▸ To do
Give back the entries below verbatim.

▸ Given entries
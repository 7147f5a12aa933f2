//! Frame model.
//!
//! - `Frame`: a 2D grid of 8-bit samples with an explicit `PixelEncoding`.
//! - `PixelEncoding`: channel order tag. Conversions between encodings are
//!   explicit transform stages, never hidden fix-ups.
//!
//! Frames are validated at construction: dimensions are non-zero and the buffer
//! holds exactly `width * height * channel_count` bytes.

use image::{DynamicImage, GrayImage, RgbImage};

use crate::error::FrameError;

// ----------------------------------------------------------------------------
// PixelEncoding
// ----------------------------------------------------------------------------

/// Channel layout of a frame's samples.
#[derive(Clone, Copy, Debug, PartialEq, Eq, Hash)]
pub enum PixelEncoding {
    /// Single luminance channel.
    Gray,
    /// Interleaved blue, green, red (the usual camera/decoder default).
    Bgr,
    /// Interleaved red, green, blue.
    Rgb,
}

impl PixelEncoding {
    pub fn channel_count(self) -> usize {
        match self {
            PixelEncoding::Gray => 1,
            PixelEncoding::Bgr | PixelEncoding::Rgb => 3,
        }
    }

    pub fn is_color(self) -> bool {
        self.channel_count() == 3
    }

    pub fn name(self) -> &'static str {
        match self {
            PixelEncoding::Gray => "gray",
            PixelEncoding::Bgr => "bgr",
            PixelEncoding::Rgb => "rgb",
        }
    }
}

// ----------------------------------------------------------------------------
// Point
// ----------------------------------------------------------------------------

/// Integer pixel coordinate. May lie outside the frame; drawing clips.
#[derive(Clone, Copy, Debug, Default, PartialEq, Eq)]
pub struct Point {
    pub x: i32,
    pub y: i32,
}

impl Point {
    pub const fn new(x: i32, y: i32) -> Self {
        Self { x, y }
    }
}

// ----------------------------------------------------------------------------
// Frame
// ----------------------------------------------------------------------------

/// One decoded image at a point in a sequence.
#[derive(Clone, Debug, PartialEq, Eq)]
pub struct Frame {
    data: Vec<u8>,
    width: u32,
    height: u32,
    encoding: PixelEncoding,
    /// Position in the capture sequence, assigned by the source.
    sequence: u64,
}

impl Frame {
    pub fn new(
        width: u32,
        height: u32,
        encoding: PixelEncoding,
        data: Vec<u8>,
    ) -> Result<Self, FrameError> {
        let expected = expected_len(width, height, encoding)?;
        if data.len() != expected {
            return Err(FrameError::LengthMismatch {
                expected,
                actual: data.len(),
            });
        }
        Ok(Self {
            data,
            width,
            height,
            encoding,
            sequence: 0,
        })
    }

    /// A frame with every sample set to `value`.
    pub fn filled(
        width: u32,
        height: u32,
        encoding: PixelEncoding,
        value: u8,
    ) -> Result<Self, FrameError> {
        let len = expected_len(width, height, encoding)?;
        Self::new(width, height, encoding, vec![value; len])
    }

    pub fn with_sequence(mut self, sequence: u64) -> Self {
        self.sequence = sequence;
        self
    }

    /// Build a new frame that replaces this one in the pipeline.
    ///
    /// The sequence number carries over; everything else comes from the arguments.
    pub fn derive(
        &self,
        width: u32,
        height: u32,
        encoding: PixelEncoding,
        data: Vec<u8>,
    ) -> Result<Frame, FrameError> {
        Ok(Frame::new(width, height, encoding, data)?.with_sequence(self.sequence))
    }

    pub fn width(&self) -> u32 {
        self.width
    }

    pub fn height(&self) -> u32 {
        self.height
    }

    pub fn dimensions(&self) -> (u32, u32) {
        (self.width, self.height)
    }

    pub fn encoding(&self) -> PixelEncoding {
        self.encoding
    }

    pub fn channel_count(&self) -> usize {
        self.encoding.channel_count()
    }

    pub fn sequence(&self) -> u64 {
        self.sequence
    }

    pub fn as_bytes(&self) -> &[u8] {
        &self.data
    }

    /// In-place access for drawing stages. The length cannot change.
    pub fn pixels_mut(&mut self) -> &mut [u8] {
        &mut self.data
    }

    pub fn into_bytes(self) -> Vec<u8> {
        self.data
    }

    /// Samples of the pixel at `(x, y)`. Panics when out of bounds.
    pub fn pixel(&self, x: u32, y: u32) -> &[u8] {
        let channels = self.channel_count();
        let offset = (y as usize * self.width as usize + x as usize) * channels;
        &self.data[offset..offset + channels]
    }

    /// Decode an `image` crate image into the requested encoding.
    pub fn from_dynamic_image(
        image: &DynamicImage,
        encoding: PixelEncoding,
    ) -> Result<Frame, FrameError> {
        match encoding {
            PixelEncoding::Gray => {
                let gray = image.to_luma8();
                let (w, h) = gray.dimensions();
                Frame::new(w, h, encoding, gray.into_raw())
            }
            PixelEncoding::Rgb => {
                let rgb = image.to_rgb8();
                let (w, h) = rgb.dimensions();
                Frame::new(w, h, encoding, rgb.into_raw())
            }
            PixelEncoding::Bgr => {
                let rgb = image.to_rgb8();
                let (w, h) = rgb.dimensions();
                let mut data = rgb.into_raw();
                swap_red_blue(&mut data);
                Frame::new(w, h, encoding, data)
            }
        }
    }

    /// Convert into an `image` crate image for encoding to disk.
    ///
    /// BGR frames are reordered so the written file has correct colors.
    pub fn to_dynamic_image(&self) -> Result<DynamicImage, FrameError> {
        let mismatch = || FrameError::LengthMismatch {
            expected: self.data.len(),
            actual: self.data.len(),
        };
        match self.encoding {
            PixelEncoding::Gray => GrayImage::from_raw(self.width, self.height, self.data.clone())
                .map(DynamicImage::ImageLuma8)
                .ok_or_else(mismatch),
            PixelEncoding::Rgb => RgbImage::from_raw(self.width, self.height, self.data.clone())
                .map(DynamicImage::ImageRgb8)
                .ok_or_else(mismatch),
            PixelEncoding::Bgr => {
                let mut data = self.data.clone();
                swap_red_blue(&mut data);
                RgbImage::from_raw(self.width, self.height, data)
                    .map(DynamicImage::ImageRgb8)
                    .ok_or_else(mismatch)
            }
        }
    }
}

fn expected_len(width: u32, height: u32, encoding: PixelEncoding) -> Result<usize, FrameError> {
    if width == 0 || height == 0 {
        return Err(FrameError::EmptyDimensions { width, height });
    }
    (width as usize)
        .checked_mul(height as usize)
        .and_then(|v| v.checked_mul(encoding.channel_count()))
        .ok_or(FrameError::EmptyDimensions { width, height })
}

/// Swap the first and third channel of interleaved 3-channel data.
pub(crate) fn swap_red_blue(data: &mut [u8]) {
    for px in data.chunks_exact_mut(3) {
        px.swap(0, 2);
    }
}

// ----------------------------------------------------------------------------
// Tests
// ----------------------------------------------------------------------------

▸ Response for this exercise
repository 7147f5a12aa933f2
//! Frame model.
//!
//! - `Frame`: a 2D grid of 8-bit samples with an explicit `PixelEncoding`.
//! - `PixelEncoding`: channel order tag. Conversions between encodings are
//!   explicit transform stages, never hidden fix-ups.
//!
//! Frames are validated at construction: dimensions are non-zero and the buffer
//! holds exactly `width * height * channel_count` bytes.

use image::{DynamicImage, GrayImage, RgbImage};

use crate::error::FrameError;

// ----------------------------------------------------------------------------
// PixelEncoding
// ----------------------------------------------------------------------------

/// Channel layout of a frame's samples.
#[derive(Clone, Copy, Debug, PartialEq, Eq, Hash)]
pub enum PixelEncoding {
    /// Single luminance channel.
    Gray,
    /// Interleaved blue, green, red (the usual camera/decoder default).
    Bgr,
    /// Interleaved red, green, blue.
    Rgb,
}

impl PixelEncoding {
    pub fn channel_count(self) -> usize {
        match self {
            PixelEncoding::Gray => 1,
            PixelEncoding::Bgr | PixelEncoding::Rgb => 3,
        }
    }

    pub fn is_color(self) -> bool {
        self.channel_count() == 3
    }

    pub fn name(self) -> &'static str {
        match self {
            PixelEncoding::Gray => "gray",
            PixelEncoding::Bgr => "bgr",
            PixelEncoding::Rgb => "rgb",
        }
    }
}

// ----------------------------------------------------------------------------
// Point
// ----------------------------------------------------------------------------

/// Integer pixel coordinate. May lie outside the frame; drawing clips.
#[derive(Clone, Copy, Debug, Default, PartialEq, Eq)]
pub struct Point {
    pub x: i32,
    pub y: i32,
}

impl Point {
    pub const fn new(x: i32, y: i32) -> Self {
        Self { x, y }
    }
}

// ----------------------------------------------------------------------------
// Frame
// ----------------------------------------------------------------------------

/// One decoded image at a point in a sequence.
#[derive(Clone, Debug, PartialEq, Eq)]
pub struct Frame {
    data: Vec<u8>,
    width: u32,
    height: u32,
    encoding: PixelEncoding,
    /// Position in the capture sequence, assigned by the source.
    sequence: u64,
}

impl Frame {
    pub fn new(
        width: u32,
        height: u32,
        encoding: PixelEncoding,
        data: Vec<u8>,
    ) -> Result<Self, FrameError> {
        let expected = expected_len(width, height, encoding)?;
        if data.len() != expected {
            return Err(FrameError::LengthMismatch {
                expected,
                actual: data.len(),
            });
        }
        Ok(Self {
            data,
            width,
            height,
            encoding,
            sequence: 0,
        })
    }

    /// A frame with every sample set to `value`.
    pub fn filled(
        width: u32,
        height: u32,
        encoding: PixelEncoding,
        value: u8,
    ) -> Result<Self, FrameError> {
        let len = expected_len(width, height, encoding)?;
        Self::new(width, height, encoding, vec![value; len])
    }

    pub fn with_sequence(mut self, sequence: u64) -> Self {
        self.sequence = sequence;
        self
    }

    /// Build a new frame that replaces this one in the pipeline.
    ///
    /// The sequence number carries over; everything else comes from the arguments.
    pub fn derive(
        &self,
        width: u32,
        height: u32,
        encoding: PixelEncoding,
        data: Vec<u8>,
    ) -> Result<Frame, FrameError> {
        Ok(Frame::new(width, height, encoding, data)?.with_sequence(self.sequence))
    }

    pub fn width(&self) -> u32 {
        self.width
    }

    pub fn height(&self) -> u32 {
        self.height
    }

    pub fn dimensions(&self) -> (u32, u32) {
        (self.width, self.height)
    }

    pub fn encoding(&self) -> PixelEncoding {
        self.encoding
    }

    pub fn channel_count(&self) -> usize {
        self.encoding.channel_count()
    }

    pub fn sequence(&self) -> u64 {
        self.sequence
    }

    pub fn as_bytes(&self) -> &[u8] {
        &self.data
    }

    /// In-place access for drawing stages. The length cannot change.
    pub fn pixels_mut(&mut self) -> &mut [u8] {
        &mut self.data
    }

    pub fn into_bytes(self) -> Vec<u8> {
        self.data
    }

    /// Samples of the pixel at `(x, y)`. Panics when out of bounds.
    pub fn pixel(&self, x: u32, y: u32) -> &[u8] {
        let channels = self.channel_count();
        let offset = (y as usize * self.width as usize + x as usize) * channels;
        &self.data[offset..offset + channels]
    }

    /// Decode an `image` crate image into the requested encoding.
    pub fn from_dynamic_image(
        image: &DynamicImage,
        encoding: PixelEncoding,
    ) -> Result<Frame, FrameError> {
        match encoding {
            PixelEncoding::Gray => {
                let gray = image.to_luma8();
                let (w, h) = gray.dimensions();
                Frame::new(w, h, encoding, gray.into_raw())
            }
            PixelEncoding::Rgb => {
                let rgb = image.to_rgb8();
                let (w, h) = rgb.dimensions();
                Frame::new(w, h, encoding, rgb.into_raw())
            }
            PixelEncoding::Bgr => {
                let rgb = image.to_rgb8();
                let (w, h) = rgb.dimensions();
                let mut data = rgb.into_raw();
                swap_red_blue(&mut data);
                Frame::new(w, h, encoding, data)
            }
        }
    }

    /// Convert into an `image` crate image for encoding to disk.
    ///
    /// BGR frames are reordered so the written file has correct colors.
    pub fn to_dynamic_image(&self) -> Result<DynamicImage, FrameError> {
        let mismatch = || FrameError::LengthMismatch {
            expected: self.data.len(),
            actual: self.data.len(),
        };
        match self.encoding {
            PixelEncoding::Gray => GrayImage::from_raw(self.width, self.height, self.data.clone())
                .map(DynamicImage::ImageLuma8)
                .ok_or_else(mismatch),
            PixelEncoding::Rgb => RgbImage::from_raw(self.width, self.height, self.data.clone())
                .map(DynamicImage::ImageRgb8)
                .ok_or_else(mismatch),
            PixelEncoding::Bgr => {
                let mut data = self.data.clone();
                swap_red_blue(&mut data);
                RgbImage::from_raw(self.width, self.height, data)
                    .map(DynamicImage::ImageRgb8)
                    .ok_or_else(mismatch)
            }
        }
    }
}

fn expected_len(width: u32, height: u32, encoding: PixelEncoding) -> Result<usize, FrameError> {
    if width == 0 || height == 0 {
        return Err(FrameError::EmptyDimensions { width, height });
    }
    (width as usize)
        .checked_mul(height as usize)
        .and_then(|v| v.checked_mul(encoding.channel_count()))
        .ok_or(FrameError::EmptyDimensions { width, height })
}

/// Swap the first and third channel of interleaved 3-channel data.
pub(crate) fn swap_red_blue(data: &mut [u8]) {
    for px in data.chunks_exact_mut(3) {
        px.swap(0, 2);
    }
}

// ----------------------------------------------------------------------------
// Tests
// ----------------------------------------------------------------------------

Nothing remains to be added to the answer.